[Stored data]
==============================

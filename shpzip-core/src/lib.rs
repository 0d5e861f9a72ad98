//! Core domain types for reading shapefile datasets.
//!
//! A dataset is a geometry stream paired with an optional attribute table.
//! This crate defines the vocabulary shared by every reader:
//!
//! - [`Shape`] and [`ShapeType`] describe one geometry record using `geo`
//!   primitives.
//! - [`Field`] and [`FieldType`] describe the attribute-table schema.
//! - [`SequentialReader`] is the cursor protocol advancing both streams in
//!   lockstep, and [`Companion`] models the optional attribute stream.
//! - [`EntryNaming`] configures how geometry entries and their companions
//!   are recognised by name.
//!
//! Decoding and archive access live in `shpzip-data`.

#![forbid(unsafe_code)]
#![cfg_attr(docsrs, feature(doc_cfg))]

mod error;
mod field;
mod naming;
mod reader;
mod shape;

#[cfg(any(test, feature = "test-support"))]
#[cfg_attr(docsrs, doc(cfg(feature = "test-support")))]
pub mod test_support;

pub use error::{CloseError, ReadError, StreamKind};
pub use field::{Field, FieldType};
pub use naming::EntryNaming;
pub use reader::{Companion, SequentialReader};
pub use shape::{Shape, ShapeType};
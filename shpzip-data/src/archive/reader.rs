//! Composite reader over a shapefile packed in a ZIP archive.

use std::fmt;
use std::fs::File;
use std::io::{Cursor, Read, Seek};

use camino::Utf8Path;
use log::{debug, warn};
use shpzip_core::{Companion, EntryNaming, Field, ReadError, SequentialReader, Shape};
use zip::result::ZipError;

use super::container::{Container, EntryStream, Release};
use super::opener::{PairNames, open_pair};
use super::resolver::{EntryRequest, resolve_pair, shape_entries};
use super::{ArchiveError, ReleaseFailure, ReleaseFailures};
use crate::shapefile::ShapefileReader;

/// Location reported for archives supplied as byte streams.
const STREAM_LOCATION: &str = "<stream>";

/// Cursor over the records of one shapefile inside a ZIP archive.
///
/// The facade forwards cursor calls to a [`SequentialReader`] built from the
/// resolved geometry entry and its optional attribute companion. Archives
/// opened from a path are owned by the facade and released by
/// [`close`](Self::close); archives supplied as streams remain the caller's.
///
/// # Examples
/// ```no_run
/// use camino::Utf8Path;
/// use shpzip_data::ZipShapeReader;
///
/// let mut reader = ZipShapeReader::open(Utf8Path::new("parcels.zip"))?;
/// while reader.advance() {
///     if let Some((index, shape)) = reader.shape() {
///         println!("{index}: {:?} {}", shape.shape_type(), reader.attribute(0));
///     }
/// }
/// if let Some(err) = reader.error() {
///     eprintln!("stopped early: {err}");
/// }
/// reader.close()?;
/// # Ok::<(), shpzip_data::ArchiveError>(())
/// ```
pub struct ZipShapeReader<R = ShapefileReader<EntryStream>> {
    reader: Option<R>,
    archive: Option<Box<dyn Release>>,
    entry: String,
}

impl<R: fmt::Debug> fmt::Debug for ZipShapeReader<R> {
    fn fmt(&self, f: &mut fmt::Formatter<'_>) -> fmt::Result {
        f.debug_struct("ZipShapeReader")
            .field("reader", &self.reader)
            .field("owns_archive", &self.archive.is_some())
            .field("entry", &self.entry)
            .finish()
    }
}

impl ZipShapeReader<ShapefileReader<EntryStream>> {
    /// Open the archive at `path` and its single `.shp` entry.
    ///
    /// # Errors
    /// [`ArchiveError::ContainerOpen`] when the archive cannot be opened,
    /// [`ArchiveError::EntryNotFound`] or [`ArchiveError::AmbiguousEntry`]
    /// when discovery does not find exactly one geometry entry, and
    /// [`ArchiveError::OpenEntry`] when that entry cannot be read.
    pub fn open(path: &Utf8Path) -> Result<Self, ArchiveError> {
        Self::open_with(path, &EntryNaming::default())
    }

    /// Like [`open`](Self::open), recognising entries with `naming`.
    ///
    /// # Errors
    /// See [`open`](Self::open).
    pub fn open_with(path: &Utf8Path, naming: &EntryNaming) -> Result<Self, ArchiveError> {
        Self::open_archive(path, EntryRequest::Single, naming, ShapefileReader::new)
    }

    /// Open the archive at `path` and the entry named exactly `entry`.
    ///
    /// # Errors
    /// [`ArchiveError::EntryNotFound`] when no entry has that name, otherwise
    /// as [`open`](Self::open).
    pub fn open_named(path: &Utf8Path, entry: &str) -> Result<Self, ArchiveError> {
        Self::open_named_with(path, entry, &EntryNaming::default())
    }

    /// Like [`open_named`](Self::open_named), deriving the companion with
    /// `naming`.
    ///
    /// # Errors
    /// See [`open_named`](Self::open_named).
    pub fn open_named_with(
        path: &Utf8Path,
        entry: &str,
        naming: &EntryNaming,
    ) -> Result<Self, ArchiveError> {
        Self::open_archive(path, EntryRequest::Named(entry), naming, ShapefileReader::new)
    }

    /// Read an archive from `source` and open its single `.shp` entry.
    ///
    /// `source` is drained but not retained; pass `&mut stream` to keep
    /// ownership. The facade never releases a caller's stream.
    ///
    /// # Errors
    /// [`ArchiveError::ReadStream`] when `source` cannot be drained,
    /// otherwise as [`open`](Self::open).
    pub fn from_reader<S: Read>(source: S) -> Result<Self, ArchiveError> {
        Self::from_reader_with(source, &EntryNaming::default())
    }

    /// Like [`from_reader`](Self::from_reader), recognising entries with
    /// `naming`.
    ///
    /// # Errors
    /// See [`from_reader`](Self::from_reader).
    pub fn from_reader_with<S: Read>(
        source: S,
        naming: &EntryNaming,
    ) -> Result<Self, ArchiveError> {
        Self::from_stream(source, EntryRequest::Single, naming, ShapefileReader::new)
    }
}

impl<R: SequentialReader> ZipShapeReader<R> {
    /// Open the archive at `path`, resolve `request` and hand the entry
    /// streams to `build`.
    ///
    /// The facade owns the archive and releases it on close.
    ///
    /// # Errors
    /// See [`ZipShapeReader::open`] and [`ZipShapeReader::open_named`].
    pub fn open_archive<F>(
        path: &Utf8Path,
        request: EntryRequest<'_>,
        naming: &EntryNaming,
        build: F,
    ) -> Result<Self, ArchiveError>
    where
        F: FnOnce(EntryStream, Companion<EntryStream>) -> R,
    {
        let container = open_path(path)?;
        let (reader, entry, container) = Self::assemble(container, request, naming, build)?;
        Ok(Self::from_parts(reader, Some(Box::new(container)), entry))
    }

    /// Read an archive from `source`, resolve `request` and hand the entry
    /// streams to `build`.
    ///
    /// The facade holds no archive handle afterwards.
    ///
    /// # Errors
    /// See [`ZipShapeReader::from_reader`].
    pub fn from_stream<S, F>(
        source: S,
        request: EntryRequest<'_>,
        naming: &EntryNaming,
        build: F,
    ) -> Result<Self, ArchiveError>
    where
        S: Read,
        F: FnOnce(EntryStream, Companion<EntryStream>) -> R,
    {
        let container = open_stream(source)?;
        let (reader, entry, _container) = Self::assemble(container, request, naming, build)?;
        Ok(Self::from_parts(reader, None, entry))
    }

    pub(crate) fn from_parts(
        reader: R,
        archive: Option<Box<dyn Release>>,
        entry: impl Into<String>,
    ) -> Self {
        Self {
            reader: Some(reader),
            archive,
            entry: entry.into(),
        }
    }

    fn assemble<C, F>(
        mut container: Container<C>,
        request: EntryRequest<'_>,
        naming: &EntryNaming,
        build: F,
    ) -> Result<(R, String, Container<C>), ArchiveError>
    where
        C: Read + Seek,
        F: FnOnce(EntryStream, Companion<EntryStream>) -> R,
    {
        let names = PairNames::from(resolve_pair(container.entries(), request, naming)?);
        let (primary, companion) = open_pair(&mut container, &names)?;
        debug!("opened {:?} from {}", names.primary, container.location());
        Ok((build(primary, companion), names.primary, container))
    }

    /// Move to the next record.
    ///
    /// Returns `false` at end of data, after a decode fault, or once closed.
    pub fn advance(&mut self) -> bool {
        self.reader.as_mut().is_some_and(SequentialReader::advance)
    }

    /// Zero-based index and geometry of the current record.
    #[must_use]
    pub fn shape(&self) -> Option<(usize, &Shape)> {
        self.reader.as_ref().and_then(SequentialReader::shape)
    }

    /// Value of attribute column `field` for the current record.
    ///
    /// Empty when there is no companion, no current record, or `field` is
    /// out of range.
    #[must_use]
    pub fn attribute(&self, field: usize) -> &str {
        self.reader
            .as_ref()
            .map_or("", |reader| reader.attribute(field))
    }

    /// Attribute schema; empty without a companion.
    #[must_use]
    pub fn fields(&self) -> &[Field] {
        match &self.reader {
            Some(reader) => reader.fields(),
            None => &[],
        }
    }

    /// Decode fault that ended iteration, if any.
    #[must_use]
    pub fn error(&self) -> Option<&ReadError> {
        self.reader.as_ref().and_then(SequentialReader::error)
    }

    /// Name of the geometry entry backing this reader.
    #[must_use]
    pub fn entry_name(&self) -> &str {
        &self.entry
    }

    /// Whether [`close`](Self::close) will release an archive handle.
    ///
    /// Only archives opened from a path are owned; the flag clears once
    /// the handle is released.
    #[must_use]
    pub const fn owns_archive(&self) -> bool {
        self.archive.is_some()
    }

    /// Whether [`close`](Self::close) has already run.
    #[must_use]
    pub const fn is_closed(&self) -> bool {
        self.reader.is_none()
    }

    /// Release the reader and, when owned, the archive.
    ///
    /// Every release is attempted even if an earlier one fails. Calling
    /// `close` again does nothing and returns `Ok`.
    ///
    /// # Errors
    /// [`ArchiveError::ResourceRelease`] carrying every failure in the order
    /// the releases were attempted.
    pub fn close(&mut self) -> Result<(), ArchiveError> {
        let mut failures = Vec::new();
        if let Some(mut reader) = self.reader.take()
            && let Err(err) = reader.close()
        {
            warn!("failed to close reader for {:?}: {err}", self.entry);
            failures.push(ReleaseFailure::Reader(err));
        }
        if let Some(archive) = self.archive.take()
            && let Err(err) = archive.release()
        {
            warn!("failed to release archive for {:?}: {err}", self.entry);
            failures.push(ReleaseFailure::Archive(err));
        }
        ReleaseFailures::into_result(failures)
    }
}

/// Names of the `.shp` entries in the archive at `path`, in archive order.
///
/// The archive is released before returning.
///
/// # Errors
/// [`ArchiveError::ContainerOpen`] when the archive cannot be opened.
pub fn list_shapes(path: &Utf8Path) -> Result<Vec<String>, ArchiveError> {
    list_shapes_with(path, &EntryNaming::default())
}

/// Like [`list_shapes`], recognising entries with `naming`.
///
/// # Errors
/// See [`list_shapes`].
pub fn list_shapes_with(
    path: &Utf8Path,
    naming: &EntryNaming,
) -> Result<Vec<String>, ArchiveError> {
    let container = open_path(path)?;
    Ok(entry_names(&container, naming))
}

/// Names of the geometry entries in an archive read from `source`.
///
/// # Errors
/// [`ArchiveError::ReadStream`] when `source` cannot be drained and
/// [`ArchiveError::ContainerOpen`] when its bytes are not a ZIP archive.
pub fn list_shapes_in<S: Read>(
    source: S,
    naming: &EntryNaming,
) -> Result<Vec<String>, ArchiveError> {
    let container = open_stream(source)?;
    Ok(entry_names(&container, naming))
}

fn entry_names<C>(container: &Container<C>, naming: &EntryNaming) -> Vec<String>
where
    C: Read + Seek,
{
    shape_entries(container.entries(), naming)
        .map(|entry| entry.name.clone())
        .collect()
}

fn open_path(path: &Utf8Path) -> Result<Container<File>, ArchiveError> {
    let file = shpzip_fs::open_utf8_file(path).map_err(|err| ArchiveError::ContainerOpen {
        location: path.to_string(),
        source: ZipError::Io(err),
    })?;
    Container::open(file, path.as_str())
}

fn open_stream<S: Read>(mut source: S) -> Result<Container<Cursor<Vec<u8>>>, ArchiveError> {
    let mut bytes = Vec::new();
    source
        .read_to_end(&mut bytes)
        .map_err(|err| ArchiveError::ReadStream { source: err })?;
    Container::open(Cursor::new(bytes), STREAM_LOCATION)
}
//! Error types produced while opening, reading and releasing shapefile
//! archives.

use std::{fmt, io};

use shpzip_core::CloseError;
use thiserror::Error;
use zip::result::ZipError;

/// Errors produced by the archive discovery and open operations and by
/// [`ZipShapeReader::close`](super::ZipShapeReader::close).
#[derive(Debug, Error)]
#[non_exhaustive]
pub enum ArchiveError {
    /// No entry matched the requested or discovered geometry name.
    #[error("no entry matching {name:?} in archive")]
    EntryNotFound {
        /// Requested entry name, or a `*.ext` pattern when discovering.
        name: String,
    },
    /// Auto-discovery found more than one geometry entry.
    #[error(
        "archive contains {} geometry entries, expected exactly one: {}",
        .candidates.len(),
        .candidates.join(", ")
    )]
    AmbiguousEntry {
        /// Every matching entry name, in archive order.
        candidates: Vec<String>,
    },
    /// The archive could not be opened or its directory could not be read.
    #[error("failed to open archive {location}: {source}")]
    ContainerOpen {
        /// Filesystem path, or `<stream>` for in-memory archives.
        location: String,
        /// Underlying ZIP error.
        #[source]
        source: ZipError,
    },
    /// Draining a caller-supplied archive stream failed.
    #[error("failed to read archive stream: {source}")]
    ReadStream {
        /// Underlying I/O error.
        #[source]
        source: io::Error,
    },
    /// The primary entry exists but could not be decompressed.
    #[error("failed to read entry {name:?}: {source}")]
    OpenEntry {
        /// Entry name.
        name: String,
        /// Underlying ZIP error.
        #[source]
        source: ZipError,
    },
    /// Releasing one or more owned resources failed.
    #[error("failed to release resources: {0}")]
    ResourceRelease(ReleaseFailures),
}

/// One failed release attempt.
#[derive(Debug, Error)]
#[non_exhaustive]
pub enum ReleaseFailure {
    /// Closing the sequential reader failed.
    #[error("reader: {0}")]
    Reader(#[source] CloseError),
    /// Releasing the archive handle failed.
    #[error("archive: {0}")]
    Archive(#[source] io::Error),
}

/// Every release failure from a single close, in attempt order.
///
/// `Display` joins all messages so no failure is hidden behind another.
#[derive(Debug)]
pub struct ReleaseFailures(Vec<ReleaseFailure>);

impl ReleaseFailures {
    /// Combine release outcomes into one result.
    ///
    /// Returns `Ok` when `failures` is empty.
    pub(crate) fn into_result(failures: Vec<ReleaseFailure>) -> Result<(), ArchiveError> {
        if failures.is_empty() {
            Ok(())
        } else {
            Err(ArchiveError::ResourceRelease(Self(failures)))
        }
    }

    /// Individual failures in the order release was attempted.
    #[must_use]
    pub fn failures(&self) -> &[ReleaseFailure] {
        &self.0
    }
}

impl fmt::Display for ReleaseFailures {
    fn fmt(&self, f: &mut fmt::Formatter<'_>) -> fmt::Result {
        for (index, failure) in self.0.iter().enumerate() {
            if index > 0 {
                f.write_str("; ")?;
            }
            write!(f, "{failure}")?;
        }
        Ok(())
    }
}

==============================

Brief —
Report every line of the data in which "Whether" appears.

Response for this exercise —
    /// Whether [`close`](Self::close) will release an archive handle.
    /// Whether [`close`](Self::close) has already run.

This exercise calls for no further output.